== Segment start ==
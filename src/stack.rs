//! Fixed-capacity operand stack
//!
//! [`BoundedStack`] is the LIFO working memory for postfix evaluation and the
//! session stack behind the interactive workbench. Capacity is fixed at
//! construction; a full stack rejects pushes instead of growing.
//!
//! Failed operations return a typed [`StackError`] and leave the stack
//! untouched. There is no sentinel value, so the full `i64` range is
//! legitimate data.

use std::fmt;

/// Default capacity of a [`BoundedStack`] when none is given.
pub const DEFAULT_CAPACITY: usize = 100;

/// Errors reported by [`BoundedStack`] operations.
///
/// All three are local and non-fatal: the operation that raised them did not
/// change the stack.
#[derive(Debug, Clone, Copy, PartialEq, Eq)]
pub enum StackError {
    /// Push onto a full stack. Carries the rejected value so callers can
    /// report what was discarded.
    Overflow { value: i64, capacity: usize },

    /// Pop from an empty stack.
    Underflow,

    /// Peek at an empty stack.
    EmptyPeek,
}

impl fmt::Display for StackError {
    fn fmt(&self, f: &mut fmt::Formatter<'_>) -> fmt::Result {
        match self {
            StackError::Overflow { value, capacity } => {
                write!(
                    f,
                    "Stack overflow: cannot push {} (capacity {})",
                    value, capacity
                )
            }
            StackError::Underflow => write!(f, "Stack underflow: nothing to pop"),
            StackError::EmptyPeek => write!(f, "Stack is empty: no top element"),
        }
    }
}

impl std::error::Error for StackError {}

/// A last-in-first-out stack of `i64` values with a fixed capacity.
///
/// The top of the stack is the most recently pushed element. `len()` is
/// always in `[0, capacity]`.
#[derive(Debug, Clone)]
pub struct BoundedStack {
    slots: Vec<i64>,
    capacity: usize,
}

impl BoundedStack {
    /// Create an empty stack that holds at most `capacity` values.
    pub fn new(capacity: usize) -> Self {
        BoundedStack {
            slots: Vec::with_capacity(capacity),
            capacity,
        }
    }

    /// Number of values currently on the stack.
    pub fn len(&self) -> usize {
        self.slots.len()
    }

    /// Maximum number of values this stack can hold.
    pub fn capacity(&self) -> usize {
        self.capacity
    }

    /// Check if the stack holds no values.
    pub fn is_empty(&self) -> bool {
        self.slots.is_empty()
    }

    /// Check if the stack is at capacity.
    pub fn is_full(&self) -> bool {
        self.slots.len() == self.capacity
    }

    /// Push a value onto the stack.
    ///
    /// A full stack rejects the value with [`StackError::Overflow`] and is
    /// left unchanged.
    pub fn push(&mut self, value: i64) -> Result<(), StackError> {
        if self.is_full() {
            return Err(StackError::Overflow {
                value,
                capacity: self.capacity,
            });
        }
        self.slots.push(value);
        Ok(())
    }

    /// Remove and return the top value.
    pub fn pop(&mut self) -> Result<i64, StackError> {
        self.slots.pop().ok_or(StackError::Underflow)
    }

    /// Return the top value without removing it.
    pub fn peek(&self) -> Result<i64, StackError> {
        self.slots.last().copied().ok_or(StackError::EmptyPeek)
    }

    /// Remove all values, keeping the capacity.
    pub fn clear(&mut self) {
        self.slots.clear();
    }

    /// All values, bottom of the stack first.
    pub fn values(&self) -> &[i64] {
        &self.slots
    }

    /// Iterate values from the top of the stack down to the bottom.
    pub fn iter_top_down(&self) -> impl Iterator<Item = i64> + '_ {
        self.slots.iter().rev().copied()
    }
}

impl Default for BoundedStack {
    fn default() -> Self {
        Self::new(DEFAULT_CAPACITY)
    }
}

/// Human-readable listing from top to bottom, `(empty)` when there is
/// nothing to show. Pure observer.
impl fmt::Display for BoundedStack {
    fn fmt(&self, f: &mut fmt::Formatter<'_>) -> fmt::Result {
        if self.is_empty() {
            return write!(f, "(empty)");
        }
        write!(f, "stack (top to bottom):")?;
        for value in self.iter_top_down() {
            write!(f, " {}", value)?;
        }
        Ok(())
    }
}

#[cfg(test)]
mod tests {
    use super::*;

    #[test]
    fn test_lifo_order() {
        let mut stack = BoundedStack::new(10);
        for value in [4, 8, 15, 16, 23, 42] {
            stack.push(value).unwrap();
        }

        let mut popped = Vec::new();
        while let Ok(value) = stack.pop() {
            popped.push(value);
        }

        assert_eq!(popped, vec![42, 23, 16, 15, 8, 4]);
        assert!(stack.is_empty());
    }

    #[test]
    fn test_push_overflow_leaves_stack_unchanged() {
        let mut stack = BoundedStack::new(2);
        stack.push(1).unwrap();
        stack.push(2).unwrap();
        assert!(stack.is_full());

        let err = stack.push(3).unwrap_err();
        assert_eq!(
            err,
            StackError::Overflow {
                value: 3,
                capacity: 2
            }
        );

        // The rejected value was discarded, the rest survives in order.
        assert_eq!(stack.len(), 2);
        assert_eq!(stack.pop(), Ok(2));
        assert_eq!(stack.pop(), Ok(1));
    }

    #[test]
    fn test_pop_underflow() {
        let mut stack = BoundedStack::new(4);
        assert_eq!(stack.pop(), Err(StackError::Underflow));
        assert_eq!(stack.len(), 0);
    }

    #[test]
    fn test_peek_empty() {
        let stack = BoundedStack::new(4);
        assert_eq!(stack.peek(), Err(StackError::EmptyPeek));
        assert_eq!(stack.len(), 0);
    }

    #[test]
    fn test_peek_does_not_remove() {
        let mut stack = BoundedStack::new(4);
        stack.push(-1).unwrap();

        // -1 is ordinary data here, not a failure marker.
        assert_eq!(stack.peek(), Ok(-1));
        assert_eq!(stack.len(), 1);
        assert_eq!(stack.pop(), Ok(-1));
    }

    #[test]
    fn test_is_empty_is_full_boundaries() {
        let mut stack = BoundedStack::new(1);
        assert!(stack.is_empty());
        assert!(!stack.is_full());

        stack.push(7).unwrap();
        assert!(!stack.is_empty());
        assert!(stack.is_full());
    }

    #[test]
    fn test_clear_keeps_capacity() {
        let mut stack = BoundedStack::new(3);
        stack.push(1).unwrap();
        stack.push(2).unwrap();

        stack.clear();
        assert!(stack.is_empty());
        assert_eq!(stack.capacity(), 3);
        stack.push(9).unwrap();
        assert_eq!(stack.peek(), Ok(9));
    }

    #[test]
    fn test_default_uses_default_capacity() {
        let stack = BoundedStack::default();
        assert_eq!(stack.capacity(), DEFAULT_CAPACITY);
        assert!(stack.is_empty());
    }

    #[test]
    fn test_display_lists_top_to_bottom() {
        let mut stack = BoundedStack::new(5);
        stack.push(1).unwrap();
        stack.push(4).unwrap();
        stack.push(9).unwrap();

        assert_eq!(stack.to_string(), "stack (top to bottom): 9 4 1");
    }

    #[test]
    fn test_display_empty() {
        let stack = BoundedStack::new(5);
        assert_eq!(stack.to_string(), "(empty)");
    }
}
== Segment end ==
> Work to complete:
Restate each entry exactly, skipping none.

> Solution for this task:
filename src/stack.rs
//! Fixed-capacity operand stack
//!
//! [`BoundedStack`] is the LIFO working memory for postfix evaluation and the
//! session stack behind the interactive workbench. Capacity is fixed at
//! construction; a full stack rejects pushes instead of growing.
//!
//! Failed operations return a typed [`StackError`] and leave the stack
//! untouched. There is no sentinel value, so the full `i64` range is
//! legitimate data.

use std::fmt;

/// Default capacity of a [`BoundedStack`] when none is given.
pub const DEFAULT_CAPACITY: usize = 100;

/// Errors reported by [`BoundedStack`] operations.
///
/// All three are local and non-fatal: the operation that raised them did not
/// change the stack.
#[derive(Debug, Clone, Copy, PartialEq, Eq)]
pub enum StackError {
    /// Push onto a full stack. Carries the rejected value so callers can
    /// report what was discarded.
    Overflow { value: i64, capacity: usize },

    /// Pop from an empty stack.
    Underflow,

    /// Peek at an empty stack.
    EmptyPeek,
}

impl fmt::Display for StackError {
    fn fmt(&self, f: &mut fmt::Formatter<'_>) -> fmt::Result {
        match self {
            StackError::Overflow { value, capacity } => {
                write!(
                    f,
                    "Stack overflow: cannot push {} (capacity {})",
                    value, capacity
                )
            }
            StackError::Underflow => write!(f, "Stack underflow: nothing to pop"),
            StackError::EmptyPeek => write!(f, "Stack is empty: no top element"),
        }
    }
}

impl std::error::Error for StackError {}

/// A last-in-first-out stack of `i64` values with a fixed capacity.
///
/// The top of the stack is the most recently pushed element. `len()` is
/// always in `[0, capacity]`.
#[derive(Debug, Clone)]
pub struct BoundedStack {
    slots: Vec<i64>,
    capacity: usize,
}

impl BoundedStack {
    /// Create an empty stack that holds at most `capacity` values.
    pub fn new(capacity: usize) -> Self {
        BoundedStack {
            slots: Vec::with_capacity(capacity),
            capacity,
        }
    }

    /// Number of values currently on the stack.
    pub fn len(&self) -> usize {
        self.slots.len()
    }

    /// Maximum number of values this stack can hold.
    pub fn capacity(&self) -> usize {
        self.capacity
    }

    /// Check if the stack holds no values.
    pub fn is_empty(&self) -> bool {
        self.slots.is_empty()
    }

    /// Check if the stack is at capacity.
    pub fn is_full(&self) -> bool {
        self.slots.len() == self.capacity
    }

    /// Push a value onto the stack.
    ///
    /// A full stack rejects the value with [`StackError::Overflow`] and is
    /// left unchanged.
    pub fn push(&mut self, value: i64) -> Result<(), StackError> {
        if self.is_full() {
            return Err(StackError::Overflow {
                value,
                capacity: self.capacity,
            });
        }
        self.slots.push(value);
        Ok(())
    }

    /// Remove and return the top value.
    pub fn pop(&mut self) -> Result<i64, StackError> {
        self.slots.pop().ok_or(StackError::Underflow)
    }

    /// Return the top value without removing it.
    pub fn peek(&self) -> Result<i64, StackError> {
        self.slots.last().copied().ok_or(StackError::EmptyPeek)
    }

    /// Remove all values, keeping the capacity.
    pub fn clear(&mut self) {
        self.slots.clear();
    }

    /// All values, bottom of the stack first.
    pub fn values(&self) -> &[i64] {
        &self.slots
    }

    /// Iterate values from the top of the stack down to the bottom.
    pub fn iter_top_down(&self) -> impl Iterator<Item = i64> + '_ {
        self.slots.iter().rev().copied()
    }
}

impl Default for BoundedStack {
    fn default() -> Self {
        Self::new(DEFAULT_CAPACITY)
    }
}

/// Human-readable listing from top to bottom, `(empty)` when there is
/// nothing to show. Pure observer.
impl fmt::Display for BoundedStack {
    fn fmt(&self, f: &mut fmt::Formatter<'_>) -> fmt::Result {
        if self.is_empty() {
            return write!(f, "(empty)");
        }
        write!(f, "stack (top to bottom):")?;
        for value in self.iter_top_down() {
            write!(f, " {}", value)?;
        }
        Ok(())
    }
}

#[cfg(test)]
mod tests {
    use super::*;

    #[test]
    fn test_lifo_order() {
        let mut stack = BoundedStack::new(10);
        for value in [4, 8, 15, 16, 23, 42] {
            stack.push(value).unwrap();
        }

        let mut popped = Vec::new();
        while let Ok(value) = stack.pop() {
            popped.push(value);
        }

        assert_eq!(popped, vec![42, 23, 16, 15, 8, 4]);
        assert!(stack.is_empty());
    }

    #[test]
    fn test_push_overflow_leaves_stack_unchanged() {
        let mut stack = BoundedStack::new(2);
        stack.push(1).unwrap();
        stack.push(2).unwrap();
        assert!(stack.is_full());

        let err = stack.push(3).unwrap_err();
        assert_eq!(
            err,
            StackError::Overflow {
                value: 3,
                capacity: 2
            }
        );

        // The rejected value was discarded, the rest survives in order.
        assert_eq!(stack.len(), 2);
        assert_eq!(stack.pop(), Ok(2));
        assert_eq!(stack.pop(), Ok(1));
    }

    #[test]
    fn test_pop_underflow() {
        let mut stack = BoundedStack::new(4);
        assert_eq!(stack.pop(), Err(StackError::Underflow));
        assert_eq!(stack.len(), 0);
    }

    #[test]
    fn test_peek_empty() {
        let stack = BoundedStack::new(4);
        assert_eq!(stack.peek(), Err(StackError::EmptyPeek));
        assert_eq!(stack.len(), 0);
    }

    #[test]
    fn test_peek_does_not_remove() {
        let mut stack = BoundedStack::new(4);
        stack.push(-1).unwrap();

        // -1 is ordinary data here, not a failure marker.
        assert_eq!(stack.peek(), Ok(-1));
        assert_eq!(stack.len(), 1);
        assert_eq!(stack.pop(), Ok(-1));
    }

    #[test]
    fn test_is_empty_is_full_boundaries() {
        let mut stack = BoundedStack::new(1);
        assert!(stack.is_empty());
        assert!(!stack.is_full());

        stack.push(7).unwrap();
        assert!(!stack.is_empty());
        assert!(stack.is_full());
    }

    #[test]
    fn test_clear_keeps_capacity() {
        let mut stack = BoundedStack::new(3);
        stack.push(1).unwrap();
        stack.push(2).unwrap();

        stack.clear();
        assert!(stack.is_empty());
        assert_eq!(stack.capacity(), 3);
        stack.push(9).unwrap();
        assert_eq!(stack.peek(), Ok(9));
    }

    #[test]
    fn test_default_uses_default_capacity() {
        let stack = BoundedStack::default();
        assert_eq!(stack.capacity(), DEFAULT_CAPACITY);
        assert!(stack.is_empty());
    }

    #[test]
    fn test_display_lists_top_to_bottom() {
        let mut stack = BoundedStack::new(5);
        stack.push(1).unwrap();
        stack.push(4).unwrap();
        stack.push(9).unwrap();

        assert_eq!(stack.to_string(), "stack (top to bottom): 9 4 1");
    }

    #[test]
    fn test_display_empty() {
        let stack = BoundedStack::new(5);
        assert_eq!(stack.to_string(), "(empty)");
    }
}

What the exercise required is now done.